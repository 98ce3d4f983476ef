use crate::auth::JwtConfig;

/// 服务器配置 - 平台 API 的所有配置项
///
/// # 环境变量
///
/// 所有配置项都可以通过环境变量覆盖：
///
/// | 环境变量 | 默认值 | 说明 |
/// |----------|--------|------|
/// | HTTP_PORT | 3000 | HTTP 服务端口 |
/// | ENVIRONMENT | development | 运行环境 |
/// | LOG_DIR | (无) | 日志目录，设置后按天滚动写文件 |
/// | BOOTSTRAP_STAFF_PHONE | +10000000000 | 初始管理员手机号 |
/// | BOOTSTRAP_STAFF_PASSWORD | (开发默认) | 初始管理员密码 |
/// | IDEMPOTENCY_TTL_HOURS | 24 | 幂等缓存 TTL |
/// | AUTH_RATE_LIMIT | 10 | 认证接口每窗口最大请求数 |
/// | AUTH_RATE_WINDOW_SECS | 60 | 认证接口限流窗口 |
/// | WEBHOOK_TIMEOUT_SECS | 10 | 单次推送超时 |
/// | WEBHOOK_MAX_ATTEMPTS | 3 | 推送重试次数 |
///
/// # 示例
///
/// ```ignore
/// HTTP_PORT=8080 ENVIRONMENT=production cargo run
/// ```
#[derive(Debug, Clone)]
pub struct Config {
    /// HTTP API 服务端口
    pub http_port: u16,
    /// JWT 认证配置
    pub jwt: JwtConfig,
    /// 运行环境: development | staging | production
    pub environment: String,
    /// 日志目录 (可选)
    pub log_dir: Option<String>,

    // === 初始管理员 ===
    /// 初始 staff 账户手机号（首次启动播种）
    pub bootstrap_staff_phone: String,
    /// 初始 staff 账户密码
    pub bootstrap_staff_password: String,

    // === 中间件参数 ===
    /// 幂等缓存 TTL (毫秒)
    pub idempotency_ttl_ms: i64,
    /// 认证接口限流：窗口内最大请求数
    pub auth_rate_limit: u32,
    /// 认证接口限流：窗口长度 (毫秒)
    pub auth_rate_window_ms: i64,

    // === Webhook 推送 ===
    /// 单次推送超时 (秒)
    pub webhook_timeout_secs: u64,
    /// 最大尝试次数（含首次）
    pub webhook_max_attempts: u32,
    /// 线性退避步长 (毫秒)：第 n 次重试前等待 n * backoff
    pub webhook_backoff_ms: u64,
}

impl Config {
    /// 从环境变量加载配置
    ///
    /// 如果环境变量未设置，使用默认值
    pub fn from_env() -> Self {
        Self {
            http_port: std::env::var("HTTP_PORT")
                .ok()
                .and_then(|p| p.parse().ok())
                .unwrap_or(3000),
            jwt: JwtConfig::default(),
            environment: std::env::var("ENVIRONMENT").unwrap_or_else(|_| "development".into()),
            log_dir: std::env::var("LOG_DIR").ok(),

            bootstrap_staff_phone: std::env::var("BOOTSTRAP_STAFF_PHONE")
                .unwrap_or_else(|_| "+10000000000".into()),
            bootstrap_staff_password: std::env::var("BOOTSTRAP_STAFF_PASSWORD")
                .unwrap_or_else(|_| "change-me-on-first-login".into()),

            idempotency_ttl_ms: std::env::var("IDEMPOTENCY_TTL_HOURS")
                .ok()
                .and_then(|v| v.parse::<i64>().ok())
                .unwrap_or(24)
                * 60
                * 60
                * 1000,
            auth_rate_limit: std::env::var("AUTH_RATE_LIMIT")
                .ok()
                .and_then(|v| v.parse().ok())
                .unwrap_or(10),
            auth_rate_window_ms: std::env::var("AUTH_RATE_WINDOW_SECS")
                .ok()
                .and_then(|v| v.parse::<i64>().ok())
                .unwrap_or(60)
                * 1000,

            webhook_timeout_secs: std::env::var("WEBHOOK_TIMEOUT_SECS")
                .ok()
                .and_then(|v| v.parse().ok())
                .unwrap_or(10),
            webhook_max_attempts: std::env::var("WEBHOOK_MAX_ATTEMPTS")
                .ok()
                .and_then(|v| v.parse().ok())
                .unwrap_or(3),
            webhook_backoff_ms: std::env::var("WEBHOOK_BACKOFF_MS")
                .ok()
                .and_then(|v| v.parse().ok())
                .unwrap_or(2000),
        }
    }

    /// 使用自定义值覆盖部分配置
    ///
    /// 常用于测试场景
    pub fn with_overrides(http_port: u16) -> Self {
        let mut config = Self::from_env();
        config.http_port = http_port;
        config
    }

    /// 测试用配置：固定密钥、零退避、快超时
    pub fn for_tests() -> Self {
        Self {
            http_port: 0,
            jwt: JwtConfig {
                secret: "test-secret-key-at-least-32-characters!".into(),
                access_minutes: 15,
                refresh_days: 7,
                issuer: "haul-api".into(),
                audience: "haul-clients".into(),
            },
            environment: "test".into(),
            log_dir: None,
            bootstrap_staff_phone: "+10000000000".into(),
            bootstrap_staff_password: "bootstrap-password-1".into(),
            idempotency_ttl_ms: 24 * 60 * 60 * 1000,
            auth_rate_limit: 10,
            auth_rate_window_ms: 60_000,
            webhook_timeout_secs: 2,
            webhook_max_attempts: 1,
            webhook_backoff_ms: 0,
        }
    }

    /// 是否生产环境
    pub fn is_production(&self) -> bool {
        self.environment == "production"
    }

    /// 是否开发环境
    pub fn is_development(&self) -> bool {
        self.environment == "development"
    }
}

impl Default for Config {
    fn default() -> Self {
        Self::from_env()
    }
}
//! 路由装配
//!
//! 中间件链顺序（外→内）：
//! 请求日志 → trace → request-id → CORS/压缩 → 语言协商 → 沙箱守卫 →
//! 认证（仅受保护组）→ 幂等 → 路由级权限 gate → handler。

use std::sync::Arc;

use axum::Router;
use axum::middleware as axum_middleware;
use http::{HeaderName, HeaderValue};
use tower_http::compression::CompressionLayer;
use tower_http::cors::CorsLayer;
use tower_http::request_id::{
    MakeRequestId, PropagateRequestIdLayer, RequestId, SetRequestIdLayer,
};
use tower_http::trace::TraceLayer;
use uuid::Uuid;

use crate::api;
use crate::auth::require_auth;
use crate::core::ServerState;
use crate::middleware::{idempotency_layer, log_request, negotiate_language, sandbox_guard};

pub mod router_ext;
pub use router_ext::{OneshotResult, OneshotRouter};

/// Custom request ID generator — 客户端没带 x-request-id 时生成
#[derive(Clone)]
struct XRequestId;

impl MakeRequestId for XRequestId {
    fn make_request_id<B>(&mut self, _request: &http::Request<B>) -> Option<RequestId> {
        let id = Uuid::new_v4().to_string();
        HeaderValue::from_str(&id).ok().map(RequestId::new)
    }
}

/// 注册全部路由（认证边界在此划分，通用层在 build_app 统一挂）
pub fn build_router(state: Arc<ServerState>) -> Router<Arc<ServerState>> {
    // 公开组：健康检查 + 凭据接口（自带限流）
    let public = Router::new()
        .merge(api::health::router())
        .merge(api::auth::public_router(state.clone()));

    // 受保护组：require_auth 注入 CurrentUser，幂等层在其内侧
    let protected = Router::new()
        .merge(api::auth::session_router())
        .merge(api::orders::router())
        .merge(api::courier::router())
        .merge(api::addresses::router())
        .merge(api::users::router())
        .merge(api::roles::router())
        .merge(api::audit_logs::router())
        .merge(api::webhooks::router())
        .layer(axum_middleware::from_fn_with_state(
            state.clone(),
            idempotency_layer,
        ))
        .layer(axum_middleware::from_fn_with_state(state, require_auth));

    public.merge(protected)
}

/// Build a fully configured application with all middleware and state
///
/// HTTP 服务与 oneshot 测试共用同一装配。
pub fn build_app(state: Arc<ServerState>) -> Router {
    build_router(state.clone())
        // ========== Application Middleware ==========
        // 沙箱标记 + 写守卫
        .layer(axum_middleware::from_fn(sandbox_guard))
        // 语言协商（Accept-Language → Content-Language）
        .layer(axum_middleware::from_fn(negotiate_language))
        // Request ID - 复用/生成并回传
        .layer(PropagateRequestIdLayer::new(HeaderName::from_static(
            "x-request-id",
        )))
        .layer(SetRequestIdLayer::new(
            HeaderName::from_static("x-request-id"),
            XRequestId,
        ))
        // ========== Tower HTTP Middleware ==========
        // Trace - Request tracing (logs at INFO level)
        .layer(TraceLayer::new_for_http())
        // Request logging - outermost, executed first
        .layer(axum_middleware::from_fn(log_request))
        // Compression - Gzip compress responses
        .layer(CompressionLayer::new())
        // CORS - Handle cross-origin requests
        .layer(CorsLayer::permissive())
        .with_state(state)
}
//! Entity models and request payloads
//!
//! One file per entity, each with the stored entity plus its
//! Create/Update payload structs. Wire format is camelCase JSON;
//! credentials are never serialized outward.

pub mod address;
pub mod courier;
pub mod order;
pub mod role;
pub mod session;
pub mod user;
pub mod webhook;

pub use address::{Address, AddressCreate, AddressUpdate};
pub use courier::{
    AvailabilityStatus, CourierProfile, CourierProfileUpdate, VerificationStatus,
    VerificationUpdate,
};
pub use order::{
    AssignRequest, CancelRequest, FinanceSnapshot, Order, OrderCreate, OrderEvent, OrderEventType,
    OrderPatch, OrderStatus,
};
pub use role::{Role, RoleCreate, RoleUpdate};
pub use session::Session;
pub use user::{RegisterRequest, User, UserStatus, UserType, UserUpdate};
pub use webhook::{Webhook, WebhookCreate, WebhookDelivery, WebhookUpdate};
//! 审计日志服务
//!
//! 追加与链验证。追加持全局互斥锁以保证 `sequence` 与 `prev_hash`
//! 的全序；锁内只有读尾 + 计算哈希 + 单次写入。
//! 失败时记录日志并返回 None — 审计不得阻断业务变更。

use std::sync::Arc;

use serde_json::Value;
use sha2::{Digest, Sha256};
use tokio::sync::Mutex;

use shared::AppResult;
use shared::util::now_millis;

use super::diff::FieldChange;
use super::types::{
    AuditAction, AuditChainBreak, AuditChainVerification, AuditEntry, AuditQuery,
};
use crate::auth::CurrentUser;
use crate::store::Store;

/// 创世锚：首条记录的 prev_hash
pub const GENESIS_HASH: &str = "0000000000000000000000000000000000000000000000000000000000000000";

/// 单条审计写入的输入
pub struct AuditRecord {
    pub action: AuditAction,
    pub entity_type: &'static str,
    pub entity_id: String,
    pub changes: Vec<FieldChange>,
    pub metadata: Value,
}

impl AuditRecord {
    pub fn new(action: AuditAction, entity_type: &'static str, entity_id: impl ToString) -> Self {
        Self {
            action,
            entity_type,
            entity_id: entity_id.to_string(),
            changes: Vec::new(),
            metadata: Value::Null,
        }
    }

    pub fn with_changes(mut self, changes: Vec<FieldChange>) -> Self {
        self.changes = changes;
        self
    }

    pub fn with_metadata(mut self, metadata: Value) -> Self {
        self.metadata = metadata;
        self
    }
}

/// Audit log service
pub struct AuditService {
    store: Arc<dyn Store>,
    /// 串行化追加，保证链的全序
    append_lock: Mutex<()>,
}

impl AuditService {
    pub fn new(store: Arc<dyn Store>) -> Self {
        Self {
            store,
            append_lock: Mutex::new(()),
        }
    }

    /// 追加一条审计记录（尽力而为）
    ///
    /// 空 diff 的更新类记录跳过写入。失败不向调用方传播。
    pub async fn log(&self, operator: Option<&CurrentUser>, record: AuditRecord) -> Option<AuditEntry> {
        match self.append(operator, record).await {
            Ok(entry) => entry,
            Err(e) => {
                tracing::error!("audit append failed: {}", e);
                None
            }
        }
    }

    async fn append(
        &self,
        operator: Option<&CurrentUser>,
        record: AuditRecord,
    ) -> AppResult<Option<AuditEntry>> {
        let _guard = self.append_lock.lock().await;

        let (sequence, prev_hash) = match self.store.last_audit_meta().await? {
            Some((seq, hash)) => (seq + 1, hash),
            None => (1, GENESIS_HASH.to_string()),
        };

        let mut entry = AuditEntry {
            sequence,
            timestamp: now_millis(),
            action: record.action,
            entity_type: record.entity_type.to_string(),
            entity_id: record.entity_id,
            operator_id: operator.map(|u| u.id),
            operator_name: operator.map(|u| u.phone.clone()),
            changes: record.changes,
            metadata: record.metadata,
            prev_hash,
            curr_hash: String::new(),
        };
        entry.curr_hash = compute_hash(&entry);

        let entry = self.store.append_audit(entry).await?;
        Ok(Some(entry))
    }

    /// 分页查询，过滤条件见 [`AuditQuery`]
    pub async fn query(&self, query: &AuditQuery) -> AppResult<(Vec<AuditEntry>, u64)> {
        Ok(self.store.query_audit(query).await?)
    }

    /// 验证哈希链完整性
    ///
    /// 逐条重算 curr_hash 并核对 prev_hash 衔接；
    /// 指定时间范围时首条只重算自身，不回溯范围之前的链。
    pub async fn verify_chain(
        &self,
        from: Option<i64>,
        to: Option<i64>,
    ) -> AppResult<AuditChainVerification> {
        let entries = self.store.audit_chain(from, to).await?;
        let mut breaks = Vec::new();
        let mut expected_prev: Option<String> = None;

        for entry in &entries {
            let recomputed = compute_hash(entry);
            if recomputed != entry.curr_hash {
                breaks.push(AuditChainBreak {
                    sequence: entry.sequence,
                    expected_prev_hash: recomputed,
                    actual_prev_hash: entry.curr_hash.clone(),
                });
            }
            if let Some(expected) = &expected_prev {
                if &entry.prev_hash != expected {
                    breaks.push(AuditChainBreak {
                        sequence: entry.sequence,
                        expected_prev_hash: expected.clone(),
                        actual_prev_hash: entry.prev_hash.clone(),
                    });
                }
            } else if from.is_none() && entry.prev_hash != GENESIS_HASH && entry.sequence == 1 {
                breaks.push(AuditChainBreak {
                    sequence: entry.sequence,
                    expected_prev_hash: GENESIS_HASH.to_string(),
                    actual_prev_hash: entry.prev_hash.clone(),
                });
            }
            expected_prev = Some(entry.curr_hash.clone());
        }

        Ok(AuditChainVerification {
            total_entries: entries.len() as u64,
            chain_intact: breaks.is_empty(),
            breaks,
        })
    }
}

/// SHA256(sequence | timestamp | action | entity | operator | changes | metadata | prev_hash)
fn compute_hash(entry: &AuditEntry) -> String {
    let mut hasher = Sha256::new();
    hasher.update(entry.sequence.to_be_bytes());
    hasher.update(entry.timestamp.to_be_bytes());
    hasher.update(entry.action.to_string().as_bytes());
    hasher.update(entry.entity_type.as_bytes());
    hasher.update(entry.entity_id.as_bytes());
    if let Some(id) = entry.operator_id {
        hasher.update(id.to_be_bytes());
    }
    if let Ok(changes) = serde_json::to_vec(&entry.changes) {
        hasher.update(&changes);
    }
    if let Ok(metadata) = serde_json::to_vec(&entry.metadata) {
        hasher.update(&metadata);
    }
    hasher.update(entry.prev_hash.as_bytes());
    hex::encode(hasher.finalize())
}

### Required action:
Determine how many lines of the records contain the word "hasher". Reply with the number by itself.

### Output of the exercise:
11